U.S. concerns with Canadian digital policy continues to mount with both the U.S. Administration and Senators from both parties raising fears of discrimination. U.S. pressure seems likely to grow as the issue emerges as a major irritant in the bi-lateral trade relationship with Canada’s most important trading partner. With U.S. President Joe Biden scheduled to visit Ottawa later this winter, it seems likely that digital policy – particularly a proposed digital services tax, Bill C-11, and Bill C-18 – will be on the agenda at the meeting.

The latest signals came last week at a bilateral meeting between U.S. and Canadian trade officials. The U.S. readout of the meeting states:

Ambassador White expressed the United States’ ongoing concerns with Canada’s proposed unilateral digital service tax and pending legislation in the Canadian Parliament that could impact digital streaming services and online news sharing and discriminate against U.S. businesses.

The following day the two leaders of the U.S. Senate Committee on Finance – Democratic Senator Ron Wyden and Republic Mike Crapo wrote to the USTR to express similar concerns. On Bills C-11 and C-18, they wrote:

Online Content: In addition to pursuing a DST, Canada has been moving ahead on other troubling policies that target U.S. technology companies and raise concerns under USMCA. The Online Streaming Act would require streaming services to fund Canadian made content and promote it on their platforms. This bill would mandate preferential treatment for Canadian content and deprive U.S. creatives of the North American market access they were promised under USMCA. Meanwhile, Canada’s Online News Act would require the largest social media platforms to bargain with Canadian news organizations and pay for the right to display news stories, headlines, snippets, and links. Again, this policy targets U.S. companies for the benefit of Canadian news producers and raises national treatment concerns under USMCA.

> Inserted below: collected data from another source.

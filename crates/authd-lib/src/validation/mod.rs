// ============================
// crates/authd-lib/src/validation/mod.rs
// ============================
//! Registration input validation.

use authd_common::RegisterInput;
use regex::Regex;
use std::sync::LazyLock;

use crate::error::AuthError;

const MAX_EMAIL_LENGTH: usize = 254; // RFC 5321 SMTP limit
const MAX_USERNAME_LENGTH: usize = 50;
const MAX_FULL_NAME_LENGTH: usize = 100;

static EMAIL_REGEX: LazyLock<Regex> =
    LazyLock::new(|| Regex::new(r"^[a-zA-Z0-9._%+-]+@[a-zA-Z0-9.-]+\.[a-zA-Z]{2,}$").unwrap());

/// Validate email syntax
pub fn validate_email(email: &str) -> Result<(), AuthError> {
    if email.len() > MAX_EMAIL_LENGTH {
        return Err(AuthError::InvalidInput(format!(
            "Email cannot exceed {MAX_EMAIL_LENGTH} characters"
        )));
    }

    if !EMAIL_REGEX.is_match(email) {
        return Err(AuthError::InvalidInput(
            "Please enter a valid email address".to_string(),
        ));
    }

    Ok(())
}

/// Validate a registration request's field presence and shapes.
///
/// Uniqueness, password confirmation and strength are checked by the
/// service after this passes; this stage never touches the stores.
pub fn validate_registration(input: &RegisterInput) -> Result<(), AuthError> {
    if input.full_name.trim().is_empty()
        || input.email.trim().is_empty()
        || input.username.trim().is_empty()
        || input.password.is_empty()
        || input.confirm_password.is_empty()
    {
        return Err(AuthError::InvalidInput(
            "All fields are required".to_string(),
        ));
    }

    if input.username.len() > MAX_USERNAME_LENGTH {
        return Err(AuthError::InvalidInput(format!(
            "Username cannot exceed {MAX_USERNAME_LENGTH} characters"
        )));
    }

    if input.full_name.len() > MAX_FULL_NAME_LENGTH {
        return Err(AuthError::InvalidInput(format!(
            "Name cannot exceed {MAX_FULL_NAME_LENGTH} characters"
        )));
    }

    validate_email(&input.email)
}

It is important to note that this issue has been festering for months. I wrote about the risks of Canadian policy running off-side Canada’s trade obligations before either bill was even introduced given the recommendations found in the Yale Report. The U.S. expressed concern about digital tax policy in 2021 and that expanded to Bill C-11 in the summer of 2022 and to Bill C-18 last month. 

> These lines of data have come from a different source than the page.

// ============================
// crates/authd-lib/src/store/credential.rs
// ============================
//! Durable account records keyed by identity.
//!
//! Owns the uniqueness invariant: no two accounts share a normalized
//! username or email. The in-memory list is loaded from storage once at
//! construction and flushed back after every mutation.
use std::sync::Arc;
use tokio::sync::RwLock;
use authd_common::Account;
use crate::error::AuthError;
use crate::storage::Storage;

pub struct CredentialStore {
    accounts: RwLock<Vec<Account>>,
    storage: Arc<dyn Storage>,
}

impl CredentialStore {
    /// Load the account list from durable storage
    pub async fn open(storage: Arc<dyn Storage>) -> Result<Self, AuthError> {
        let accounts = storage.load_accounts().await?;
        Ok(Self {
            accounts: RwLock::new(accounts),
            storage,
        })
    }

    /// Insert a new account.
    ///
    /// The uniqueness check and the insert run under a single write guard,
    /// so two concurrent registrations cannot both pass the check.
    pub async fn create(&self, account: Account) -> Result<Account, AuthError> {
        let mut accounts = self.accounts.write().await;

        if accounts
            .iter()
            .any(|a| a.email.eq_ignore_ascii_case(&account.email))
        {
            return Err(AuthError::Conflict("email"));
        }

        if accounts
            .iter()
            .any(|a| a.username.eq_ignore_ascii_case(&account.username))
        {
            return Err(AuthError::Conflict("username"));
        }

        accounts.push(account.clone());
        self.storage.save_accounts(&accounts).await?;

        metrics::counter!("account.created", 1);
        metrics::gauge!("account.total", accounts.len() as f64);

        Ok(account)
    }

    /// Case-insensitive exact match on email
    pub async fn find_by_email(&self, email: &str) -> Option<Account> {
        let accounts = self.accounts.read().await;
        accounts
            .iter()
            .find(|a| a.email.eq_ignore_ascii_case(email))
            .cloned()
    }

    /// Case-insensitive exact match on username
    pub async fn find_by_username(&self, username: &str) -> Option<Account> {
        let accounts = self.accounts.read().await;
        accounts
            .iter()
            .find(|a| a.username.eq_ignore_ascii_case(username))
            .cloned()
    }

    pub async fn find_by_id(&self, id: &str) -> Option<Account> {
        let accounts = self.accounts.read().await;
        accounts.iter().find(|a| a.id == id).cloned()
    }

    /// Full replace of a previously created record.
    ///
    /// There is no partial update; callers read, mutate a copy, and call
    /// this. No deletion is exposed at all.
    pub async fn update(&self, account: Account) -> Result<(), AuthError> {
        let mut accounts = self.accounts.write().await;

        let Some(slot) = accounts.iter_mut().find(|a| a.id == account.id) else {
            return Err(AuthError::NotFound("account"));
        };
        *slot = account;

        self.storage.save_accounts(&accounts).await?;
        Ok(())
    }

    /// Number of registered accounts
    pub async fn count(&self) -> usize {
        self.accounts.read().await.len()
    }
}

While supporters of the Canadian policies downplay the risks associated with U.S. retaliation, the reality is that a violation of the USMCA could spark billions in retaliatory tariffs. Further, even if Canada maintains that the laws are consistent with the trade agreements, U.S. pressure is typically hard to ignore. Indeed, years of debates on Canadian copyright policy have taught that if the U.S. seizes on an issue (as it did with digital locks and copyright term extension), Canadian governments often look for compromise or cave altogether. For the U.S. to raise these issues before they have even completed the Parliamentary process suggests that the digital policy trade policy concerns are not going away. In fact, they are likely to become more consequential in the months ahead and may cause headaches for progress on other issues of importance to the Canadian government.